Blocklists are compiled by webcrawlers which detect tell-tale signs that a site is malicious, such as unusually long URLs that exhibit phishing tropes. The detection technology is always improving, but cybercriminals also continually up their game to circumvent them. For instance, tools available for purchase on the black web automatically create large numbers of URLs for identical malicious content, extending the number of phishing emails that get through – and get clicked — before webcrawlers can flag each URL.

Webcrawlers, on average, require one hour to detect even the least sophisticated phishing sites. To extend detection times, cybercriminals are deploying increasingly sophisticated technological solutions to extend the pre-categorized lives of their URLs, enabling them to harvest more credentials and deploy more ransomware onto more systems.

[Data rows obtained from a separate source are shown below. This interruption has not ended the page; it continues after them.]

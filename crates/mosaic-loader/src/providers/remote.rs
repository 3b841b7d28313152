//! # Remote Provider
//!
//! Network resolution of remote entries. This is the transport layer, so it
//! is where the descriptor's declared `timeout_ms` (per-attempt request
//! timeout) and `max_retries` (additional attempts after the first) are
//! enforced; the loader above stays retry-free.

use std::sync::Arc;
use std::time::Duration;

use async_trait::async_trait;
use shared_types::{RemoteAppConfig, RemoteEntryManifest};
use tracing::debug;

use crate::error::LoadError;
use crate::module::{ManifestModule, RemoteModule};
use crate::providers::ModuleProvider;

/// Per-attempt fetch timeout when the descriptor declares none.
pub const DEFAULT_FETCH_TIMEOUT_MS: u64 = 5_000;

/// Fetches `{url}{module}` expecting a remote-entry manifest.
pub struct RemoteProvider {
    client: reqwest::Client,
}

impl RemoteProvider {
    /// Create a provider with a fresh HTTP client.
    #[must_use]
    pub fn new() -> Self {
        Self {
            client: reqwest::Client::new(),
        }
    }

    /// Create a provider reusing an existing client.
    #[must_use]
    pub fn with_client(client: reqwest::Client) -> Self {
        Self { client }
    }

    async fn fetch_manifest(
        &self,
        url: &str,
        timeout: Duration,
    ) -> Result<RemoteEntryManifest, String> {
        let response = self
            .client
            .get(url)
            .timeout(timeout)
            .send()
            .await
            .map_err(|e| e.to_string())?;

        let response = response.error_for_status().map_err(|e| e.to_string())?;
        response
            .json::<RemoteEntryManifest>()
            .await
            .map_err(|e| format!("invalid manifest: {e}"))
    }
}

impl Default for RemoteProvider {
    fn default() -> Self {
        Self::new()
    }
}

#[async_trait]
impl ModuleProvider for RemoteProvider {
    async fn resolve(
        &self,
        descriptor: &RemoteAppConfig,
    ) -> Result<Arc<dyn RemoteModule>, LoadError> {
        let entry_url = descriptor.entry_url();
        let timeout =
            Duration::from_millis(descriptor.timeout_ms.unwrap_or(DEFAULT_FETCH_TIMEOUT_MS));
        let attempts = descriptor.max_retries.unwrap_or(0).saturating_add(1);

        let mut last_error = String::new();
        for attempt in 1..=attempts {
            match self.fetch_manifest(&entry_url, timeout).await {
                Ok(manifest) => {
                    if manifest.name != descriptor.name {
                        // A mis-named manifest will not fix itself on retry.
                        return Err(LoadError::Malformed {
                            name: descriptor.name.clone(),
                            detail: format!("manifest names `{}`", manifest.name),
                        });
                    }
                    debug!(module = %descriptor.name, attempt, "remote entry fetched");
                    return Ok(Arc::new(ManifestModule::new(manifest)));
                }
                Err(detail) => {
                    debug!(
                        module = %descriptor.name,
                        attempt,
                        error = %detail,
                        "remote entry fetch attempt failed"
                    );
                    last_error = detail;
                }
            }
        }

        Err(LoadError::Fetch {
            name: descriptor.name.clone(),
            detail: last_error,
        })
    }
}
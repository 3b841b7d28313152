//! # Remote Module Loader
//!
//! Resolves named remote-module descriptors into mountable modules.
//!
//! ## Resolution
//!
//! ```text
//! load(descriptor) ──→ LazyModule
//!                          │ first mount
//!                          ▼
//!                  ResolutionStrategy
//!                    │           │
//!              RemoteProvider    │ on failure
//!              (network fetch)   ▼
//!                         LocalFallbackProvider
//!                         (in-process registry)
//! ```
//!
//! The loader performs no retry of its own; `timeout_ms`/`max_retries` on
//! the descriptor are enforced by the network transport adapter
//! (`RemoteProvider`). When both paths fail, the lazy module's mount
//! returns the load failure. Raw failures never reach the host shell; the
//! isolation boundary wrapping the module catches them.

#![cfg_attr(test, allow(clippy::unwrap_used))]
#![cfg_attr(test, allow(clippy::expect_used))]

pub mod error;
pub mod loader;
pub mod module;
pub mod providers;

pub use error::LoadError;
pub use loader::{LazyModule, ModuleLoader, ResolutionStrategy};
pub use module::{ModuleContext, ModuleError, ModuleView, RemoteModule};
pub use providers::{LocalFallbackProvider, ModuleProvider, RemoteProvider, StaticModule};
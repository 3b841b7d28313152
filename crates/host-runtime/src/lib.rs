//! # Mosaic Host Runtime
//!
//! The long-lived shell process that boots the shared providers and
//! composes remote modules.
//!
//! ## Modular Structure
//!
//! - `container/` - Host configuration and provider wiring
//! - `registry/` - One isolation boundary per configured remote
//! - `wiring/` - Host-level diagnostic subscriptions
//! - `telemetry` - Log subscriber setup
//!
//! ## Startup Sequence
//!
//! 1. Initialize the log subscriber
//! 2. Validate configuration
//! 3. Build the container (bus → session → store → router → loader)
//! 4. Wire diagnostics
//! 5. Restore the persisted session
//! 6. Start the health monitor
//! 7. Mount the configured remotes through their boundaries

pub mod container;
pub mod registry;
pub mod telemetry;
pub mod wiring;

pub use container::{ConfigError, HostConfig, HostContainer};
pub use registry::{RegistryError, RemoteRegistry};
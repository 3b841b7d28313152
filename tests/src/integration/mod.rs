//! Cross-subsystem integration flows.

pub mod composition;
pub mod fault_isolation;
pub mod health_cycle;
pub mod session_flow;
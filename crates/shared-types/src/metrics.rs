//! Page performance measurements published on the `performance` topic.

use serde::{Deserialize, Serialize};

/// Load/render timing and memory usage of one page load.
///
/// Fields the platform cannot supply are zero rather than absent, so
/// consumers never need to branch on presence.
#[derive(Debug, Clone, Copy, Default, PartialEq, Eq, Serialize, Deserialize)]
#[serde(rename_all = "camelCase")]
pub struct PerformanceMetrics {
    /// Time from fetch start to load completion.
    pub load_time_ms: u64,
    /// Time from fetch start to content rendered.
    pub render_time_ms: u64,
    /// Bytes transferred for the page.
    pub transfer_size_bytes: u64,
    /// Resident memory in use after load.
    pub memory_usage_bytes: u64,
}
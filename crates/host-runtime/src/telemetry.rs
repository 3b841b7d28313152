//! # Telemetry
//!
//! Log subscriber setup for the host binary. Filter from `RUST_LOG`, `info`
//! by default.

use tracing_subscriber::EnvFilter;

/// Initialize the global log subscriber. Call once, before the container is
/// built.
pub fn init_tracing() {
    let filter = EnvFilter::try_from_default_env().unwrap_or_else(|_| EnvFilter::new("info"));
    tracing_subscriber::fmt()
        .with_env_filter(filter)
        .with_target(true)
        .init();
}
//! # Isolation Boundary
//!
//! A per-mount-point fault container: one boundary wraps exactly one remote
//! module and catches any failure (error or panic) raised while the module
//! resolves or mounts. This is the mechanism that keeps one remote's
//! defect from crashing the host shell or sibling modules.
//!
//! ## State Machine
//!
//! ```text
//! Stable ──failure during resolve/mount──→ Faulted
//!    ↑                                        │
//!    └──────────── explicit retry ────────────┘
//! ```
//!
//! While `Faulted`, mounting returns a recovery view without touching the
//! module; there is no auto-retry. The transition into `Faulted` publishes
//! one `remote-error` event.

#![cfg_attr(test, allow(clippy::unwrap_used))]
#![cfg_attr(test, allow(clippy::panic))]

use std::any::Any;
use std::sync::Arc;

use futures::FutureExt;
use parking_lot::Mutex;
use shared_bus::{EventBus, HostEvent};
use tracing::{error, info};

use mosaic_loader::{LazyModule, ModuleContext, ModuleView};

/// Transient fault state of one boundary.
#[derive(Debug, Clone, Default, PartialEq, Eq)]
pub struct IsolationState {
    /// True after a contained failure, until explicit recovery.
    pub has_fault: bool,
    /// Description of the contained failure.
    pub fault_detail: Option<String>,
}

/// What a mount attempt produced.
#[derive(Debug, Clone, PartialEq, Eq)]
pub enum BoundaryView {
    /// The wrapped module rendered.
    Ready(ModuleView),
    /// The boundary is faulted; show the recovery affordance.
    Recovery {
        /// The wrapped module's name.
        module: String,
        /// Description of the contained failure.
        detail: String,
    },
}

impl BoundaryView {
    /// True when the wrapped module rendered.
    #[must_use]
    pub fn is_ready(&self) -> bool {
        matches!(self, Self::Ready(_))
    }
}

/// Supervisory wrapper around one lazily-loaded remote module.
pub struct IsolationBoundary {
    module_name: String,
    module: LazyModule,
    bus: Arc<EventBus>,
    state: Mutex<IsolationState>,
}

impl IsolationBoundary {
    /// Wrap `module`, publishing faults on `bus`.
    #[must_use]
    pub fn new(module: LazyModule, bus: Arc<EventBus>) -> Self {
        Self {
            module_name: module.descriptor().name.clone(),
            module,
            bus,
            state: Mutex::new(IsolationState::default()),
        }
    }

    /// The wrapped module's name.
    #[must_use]
    pub fn module_name(&self) -> &str {
        &self.module_name
    }

    /// Current fault state.
    #[must_use]
    pub fn state(&self) -> IsolationState {
        self.state.lock().clone()
    }

    /// True while the boundary holds a contained fault.
    #[must_use]
    pub fn is_faulted(&self) -> bool {
        self.state.lock().has_fault
    }

    /// Mount the wrapped module.
    ///
    /// While faulted, returns the recovery view immediately; recovery is
    /// explicit, never automatic.
    pub async fn mount(&self, ctx: &ModuleContext) -> BoundaryView {
        let faulted = {
            let state = self.state.lock();
            state
                .has_fault
                .then(|| state.fault_detail.clone().unwrap_or_default())
        };
        if let Some(detail) = faulted {
            return BoundaryView::Recovery {
                module: self.module_name.clone(),
                detail,
            };
        }

        self.attempt(ctx).await
    }

    /// Reset the fault state and re-attempt exactly one mount.
    pub async fn retry(&self, ctx: &ModuleContext) -> BoundaryView {
        {
            let mut state = self.state.lock();
            state.has_fault = false;
            state.fault_detail = None;
        }
        info!(module = %self.module_name, "retrying faulted remote module");
        self.attempt(ctx).await
    }

    async fn attempt(&self, ctx: &ModuleContext) -> BoundaryView {
        let outcome = std::panic::AssertUnwindSafe(self.module.mount(ctx))
            .catch_unwind()
            .await;

        match outcome {
            Ok(Ok(view)) => BoundaryView::Ready(view),
            Ok(Err(load_error)) => self.fault(load_error.to_string()),
            Err(panic) => self.fault(panic_detail(panic.as_ref())),
        }
    }

    /// Record the fault, publish `remote-error`, and build the recovery
    /// view. The failure stops here: nothing propagates to the caller.
    fn fault(&self, detail: String) -> BoundaryView {
        {
            let mut state = self.state.lock();
            state.has_fault = true;
            state.fault_detail = Some(detail.clone());
        }

        error!(module = %self.module_name, error = %detail, "remote module faulted");
        self.bus.publish(HostEvent::RemoteFaulted {
            name: self.module_name.clone(),
            error: detail.clone(),
            error_info: format!(
                "contained by the isolation boundary around `{}`",
                self.module_name
            ),
        });

        BoundaryView::Recovery {
            module: self.module_name.clone(),
            detail,
        }
    }
}

fn panic_detail(payload: &(dyn Any + Send)) -> String {
    if let Some(message) = payload.downcast_ref::<&str>() {
        (*message).to_string()
    } else if let Some(message) = payload.downcast_ref::<String>() {
        message.clone()
    } else {
        "module panicked".to_string()
    }
}
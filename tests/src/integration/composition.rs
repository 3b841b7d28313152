//! # Composition Flow
//!
//! Boots the full container the way the host binary does and exercises the
//! cross-module contract: fallback mounting, shared state flowing between
//! independently mounted modules over the bus, and the wire shape of the
//! published payloads.

#[cfg(test)]
mod tests {
    use std::sync::Arc;

    use parking_lot::Mutex;
    use rand::Rng;
    use serde_json::json;

    use host_runtime::{HostConfig, HostContainer, RemoteRegistry};
    use mosaic_loader::StaticModule;
    use shared_bus::{EventFilter, EventTopic, HostEvent};

    fn offline_container() -> (HostContainer, tempfile::TempDir) {
        let dir = tempfile::tempdir().expect("tempdir");
        let mut config = HostConfig::default();
        config.storage.data_dir = dir.path().to_path_buf();
        // Keep the offline primary path fast: fail one short attempt and
        // fall back locally.
        for remote in config.remotes.values_mut() {
            remote.url = "http://127.0.0.1:9".to_string();
            remote.timeout_ms = Some(200);
            remote.max_retries = Some(0);
        }
        config.validate().expect("valid config");

        let container = HostContainer::new(config);
        for name in ["dashboard", "shop", "blog"] {
            container
                .local_modules()
                .register(Arc::new(StaticModule::new(name, format!("local {name}"))));
        }
        (container, dir)
    }

    #[tokio::test]
    async fn offline_remotes_mount_via_local_fallback() {
        let (container, _dir) = offline_container();
        let registry = RemoteRegistry::new(&container);
        let ctx = container.module_context();

        for name in registry.names() {
            let boundary = registry.outlet(&name).expect("configured remote");
            let view = boundary.mount(&ctx).await;
            assert!(view.is_ready(), "{name} should mount via fallback");
            assert!(!boundary.is_faulted());
        }
    }

    #[tokio::test]
    async fn cart_state_flows_between_modules_over_the_bus() {
        let (container, _dir) = offline_container();
        let state = container.shared_state();
        let bus = container.bus();

        // A "shop" module writes the cart; a "dashboard" module mirrors the
        // item count from the broadcast alone.
        let mirrored_count = Arc::new(Mutex::new(0usize));
        let sink = Arc::clone(&mirrored_count);
        let _guard = bus.subscribe(EventFilter::topic(EventTopic::StateChange), move |event| {
            if let HostEvent::StateChanged { key, value } = event {
                if key == "cart" {
                    *sink.lock() = value.as_array().map_or(0, Vec::len);
                }
            }
        });

        let quantity: u32 = rand::thread_rng().gen_range(1..5);
        state.set(
            "cart",
            json!([{ "sku": "headphones", "quantity": quantity }]),
        );
        state.set(
            "cart",
            json!([
                { "sku": "headphones", "quantity": quantity },
                { "sku": "desk-lamp", "quantity": 1 },
            ]),
        );

        assert_eq!(*mirrored_count.lock(), 2);
        assert_eq!(
            state.get("cart").and_then(|v| v.as_array().map(|a| a.len())),
            Some(2)
        );
    }

    #[tokio::test]
    async fn navigation_reaches_modules_after_the_transition() {
        let (container, _dir) = offline_container();
        let router = container.router();
        let bus = container.bus();

        let paths = Arc::new(Mutex::new(Vec::new()));
        let sink = Arc::clone(&paths);
        let _guard = bus.subscribe(EventFilter::topic(EventTopic::Navigation), move |event| {
            if let HostEvent::Navigated { path, .. } = event {
                sink.lock().push(path.clone());
            }
        });

        router.push("/shop");
        router.push("/shop/cart");
        router.back();
        router.replace("/dashboard");

        // back() publishes nothing.
        assert_eq!(*paths.lock(), vec!["/shop", "/shop/cart", "/dashboard"]);
        assert_eq!(router.current_path(), "/dashboard");
    }

    #[tokio::test]
    async fn published_payloads_match_the_wire_contract() {
        let (container, _dir) = offline_container();
        let bus = container.bus();

        let payloads = Arc::new(Mutex::new(Vec::new()));
        let sink = Arc::clone(&payloads);
        let _guard = bus.subscribe(EventFilter::all(), move |event| {
            sink.lock()
                .push((event.topic().as_str(), event.payload()));
        });

        container.session().restore().await;
        container
            .session()
            .sign_in("a@example.com", "pw")
            .await
            .expect("sign in");
        container.shared_state().set("cart", json!([]));
        container.router().push("/shop");

        let captured = payloads.lock();
        let by_topic = |topic: &str| {
            captured
                .iter()
                .find(|(t, _)| *t == topic)
                .map(|(_, p)| p.clone())
                .unwrap_or_else(|| panic!("missing {topic} payload"))
        };

        let auth = by_topic("auth-change");
        assert_eq!(auth["type"], "login");
        assert_eq!(auth["user"]["displayName"], "a");
        assert_eq!(auth["user"]["email"], "a@example.com");

        let state = by_topic("state-change");
        assert_eq!(state["key"], "cart");
        assert!(state["value"].is_array());

        let nav = by_topic("navigation");
        assert_eq!(nav["path"], "/shop");
        assert_eq!(nav["type"], "push");
    }

    #[tokio::test]
    async fn modules_see_the_session_snapshot_they_mounted_with() {
        let (container, _dir) = offline_container();
        container.session().restore().await;
        container
            .session()
            .sign_in("buyer@example.com", "pw")
            .await
            .expect("sign in");

        let ctx = container.module_context();
        assert!(ctx.session.is_authenticated);
        assert_eq!(
            ctx.session.user.as_ref().map(|u| u.display_name.as_str()),
            Some("buyer")
        );
    }
}
//! # Performance Sampler
//!
//! Reads platform load/render timing and memory usage once per page-load
//! completion and publishes a `performance` event. Fields the platform
//! cannot supply are zero.

use std::sync::Arc;
use std::time::Instant;

use shared_bus::{EventBus, HostEvent};
use shared_types::PerformanceMetrics;
use tracing::debug;

/// Raw timing of one page load.
#[derive(Debug, Clone, Copy, Default, PartialEq, Eq)]
pub struct PageTimings {
    /// Fetch start to load completion.
    pub load_time_ms: u64,
    /// Fetch start to content rendered.
    pub render_time_ms: u64,
    /// Bytes transferred for the page.
    pub transfer_size_bytes: u64,
}

/// Platform source of load timing and memory usage.
///
/// Either accessor may yield `None` on platforms without the capability;
/// the sampler turns absence into zeroed fields.
pub trait TimingSource: Send + Sync {
    /// Timing of the most recent page load.
    fn page_timings(&self) -> Option<PageTimings>;

    /// Resident memory in use.
    fn memory_usage_bytes(&self) -> Option<u64>;
}

/// Timing source for a standalone host process: load time is measured from
/// process boot, and memory comes from the OS where available.
pub struct ProcessTimingSource {
    booted: Instant,
}

impl ProcessTimingSource {
    /// Create a source anchored at the current instant. Construct this at
    /// boot so `page_timings` measures boot-to-sample.
    #[must_use]
    pub fn new() -> Self {
        Self {
            booted: Instant::now(),
        }
    }
}

impl Default for ProcessTimingSource {
    fn default() -> Self {
        Self::new()
    }
}

impl TimingSource for ProcessTimingSource {
    fn page_timings(&self) -> Option<PageTimings> {
        let elapsed_ms = u64::try_from(self.booted.elapsed().as_millis()).unwrap_or(u64::MAX);
        Some(PageTimings {
            load_time_ms: elapsed_ms,
            render_time_ms: elapsed_ms,
            // No transfer measurement for an in-process host.
            transfer_size_bytes: 0,
        })
    }

    fn memory_usage_bytes(&self) -> Option<u64> {
        resident_memory_bytes()
    }
}

/// Resident set size from `/proc/self/statm`, where the platform has it.
#[cfg(target_os = "linux")]
fn resident_memory_bytes() -> Option<u64> {
    let statm = std::fs::read_to_string("/proc/self/statm").ok()?;
    let resident_pages: u64 = statm.split_whitespace().nth(1)?.parse().ok()?;
    Some(resident_pages * 4096)
}

#[cfg(not(target_os = "linux"))]
fn resident_memory_bytes() -> Option<u64> {
    None
}

/// One-shot sampler publishing `performance` events.
pub struct PerformanceSampler {
    source: Arc<dyn TimingSource>,
    bus: Arc<EventBus>,
}

impl PerformanceSampler {
    /// Create a sampler reading from `source` and publishing on `bus`.
    #[must_use]
    pub fn new(source: Arc<dyn TimingSource>, bus: Arc<EventBus>) -> Self {
        Self { source, bus }
    }

    /// Sample the current page load for `app_name` and publish the result.
    ///
    /// Call once per page-load completion; the sampler is not periodic.
    pub fn sample(&self, app_name: &str) -> PerformanceMetrics {
        let timings = self.source.page_timings().unwrap_or_default();
        let metrics = PerformanceMetrics {
            load_time_ms: timings.load_time_ms,
            render_time_ms: timings.render_time_ms,
            transfer_size_bytes: timings.transfer_size_bytes,
            memory_usage_bytes: self.source.memory_usage_bytes().unwrap_or(0),
        };

        debug!(app = app_name, ?metrics, "page performance sampled");
        self.bus.publish(HostEvent::PerformanceSampled {
            app_name: app_name.to_string(),
            metrics,
        });
        metrics
    }
}
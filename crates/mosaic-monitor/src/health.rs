//! # Liveness Loop
//!
//! Probes every configured target once immediately and then on a fixed
//! interval. Each cycle overwrites the prior record per target (no history
//! is retained) and publishes the fresh record on the bus.

use std::collections::HashMap;
use std::sync::Arc;
use std::time::{Duration, Instant};

use chrono::Utc;
use parking_lot::RwLock;
use shared_bus::{EventBus, HostEvent};
use shared_types::{HealthRecord, HealthStatus};
use tokio::task::JoinHandle;
use tracing::{debug, info, warn};

use crate::probe::LivenessProbe;

/// Probe cadence when none is configured.
pub const DEFAULT_PROBE_INTERVAL: Duration = Duration::from_secs(30);

/// One monitored remote target.
#[derive(Debug, Clone, PartialEq, Eq)]
pub struct HealthTarget {
    /// Display name (the remote's configured name).
    pub name: String,
    /// Base URL the probe runs against.
    pub url: String,
}

type RecordMap = Arc<RwLock<HashMap<String, HealthRecord>>>;

/// Periodic liveness monitor over a fixed target set.
pub struct HealthMonitor {
    targets: Vec<HealthTarget>,
    probe: Arc<dyn LivenessProbe>,
    bus: Arc<EventBus>,
    interval: Duration,
    records: RecordMap,
}

impl HealthMonitor {
    /// Create a monitor probing `targets` via `probe`, publishing on `bus`.
    #[must_use]
    pub fn new(
        targets: Vec<HealthTarget>,
        probe: Arc<dyn LivenessProbe>,
        bus: Arc<EventBus>,
    ) -> Self {
        Self {
            targets,
            probe,
            bus,
            interval: DEFAULT_PROBE_INTERVAL,
            records: Arc::new(RwLock::new(HashMap::new())),
        }
    }

    /// Override the probe cadence.
    #[must_use]
    pub fn with_interval(mut self, interval: Duration) -> Self {
        self.interval = interval;
        self
    }

    /// Run one probe cycle over every target, overwriting each record and
    /// publishing it.
    pub async fn run_cycle(&self) {
        for target in &self.targets {
            let started = Instant::now();
            let outcome = self.probe.check(&target.url).await;
            let latency_ms = u64::try_from(started.elapsed().as_millis()).unwrap_or(u64::MAX);

            let record = match outcome {
                Ok(()) => HealthRecord {
                    target: target.name.clone(),
                    status: HealthStatus::Healthy,
                    latency_ms,
                    observed_at: Utc::now(),
                    error_detail: None,
                },
                Err(e) => {
                    warn!(target = %target.name, error = %e, "liveness probe failed");
                    HealthRecord {
                        target: target.name.clone(),
                        status: HealthStatus::Down,
                        latency_ms,
                        observed_at: Utc::now(),
                        error_detail: Some(e.to_string()),
                    }
                }
            };

            debug!(target = %target.name, status = ?record.status, latency_ms, "probe completed");
            self.records
                .write()
                .insert(target.name.clone(), record.clone());
            self.bus.publish(HostEvent::HealthChanged(record));
        }
    }

    /// Spawn the probe loop. The first cycle runs immediately.
    ///
    /// The loop lives until the returned handle is stopped or dropped.
    #[must_use]
    pub fn start(self) -> MonitorHandle {
        let records = Arc::clone(&self.records);
        info!(
            targets = self.targets.len(),
            interval_secs = self.interval.as_secs(),
            "health monitor started"
        );

        let task = tokio::spawn(async move {
            let mut ticker = tokio::time::interval(self.interval);
            loop {
                ticker.tick().await;
                self.run_cycle().await;
            }
        });

        MonitorHandle { task, records }
    }
}

/// Handle owning the running liveness loop.
///
/// Dropping the handle tears the loop down, matching the monitor's mount
/// lifetime.
pub struct MonitorHandle {
    task: JoinHandle<()>,
    records: RecordMap,
}

impl MonitorHandle {
    /// The latest record per target, sorted by target name.
    #[must_use]
    pub fn statuses(&self) -> Vec<HealthRecord> {
        let mut records: Vec<HealthRecord> = self.records.read().values().cloned().collect();
        records.sort_by(|a, b| a.target.cmp(&b.target));
        records
    }

    /// The latest record for one target.
    #[must_use]
    pub fn record(&self, target: &str) -> Option<HealthRecord> {
        self.records.read().get(target).cloned()
    }

    /// Stop the probe loop now.
    pub fn stop(self) {
        drop(self);
    }
}

impl Drop for MonitorHandle {
    fn drop(&mut self) {
        self.task.abort();
        info!("health monitor stopped");
    }
}
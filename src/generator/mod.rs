//! WordPress theme generation.
//!
//! - [`defaults`]: default property bags per component kind
//! - [`blocks`]: per-kind markup and style renderers
//! - [`assembler`]: combines rendered fragments into the theme file set
//! - [`escape`] and [`css`]: output helpers shared by the renderers

pub mod assembler;
pub mod blocks;
pub mod css;
pub mod defaults;
pub mod escape;

pub use assembler::{assemble, ThemeFiles, ThemeGenerator};
pub use blocks::{render_component, render_markup, render_style, wrap_with_style, Block};
pub use defaults::defaults_for;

Much More Effective than Training; No Risk from Blocklisting Lag

There is, however, a way to implement foolproof protection from the newest, as-yet uncategorized – and therefore most dangerous – phishing sites: Remote Browser Isolation (RBI). RBI executes all web content in an isolated container in the cloud, remote from the user’s device and corporate systems. Cloud-based RBI streams only safe rendering data to the browser on the user’s endpoint, so ransomware from a phishing site cannot reach the user device or company network. To protect against ransomware delivery via malicious attachments, RBI can isolate files downloaded from websites in the cloud-based container as well, sending them on to the user – with native functionality intact – only following a content disarm and reconstruction process.

Credential theft is also prevented through RBI policies that allow new, still uncategorized sites to be browsed solely in read-only mode. Beyond blocking ransomware downloads to endpoints, this stops users from entering login credentials on sites that have not been verified as safe.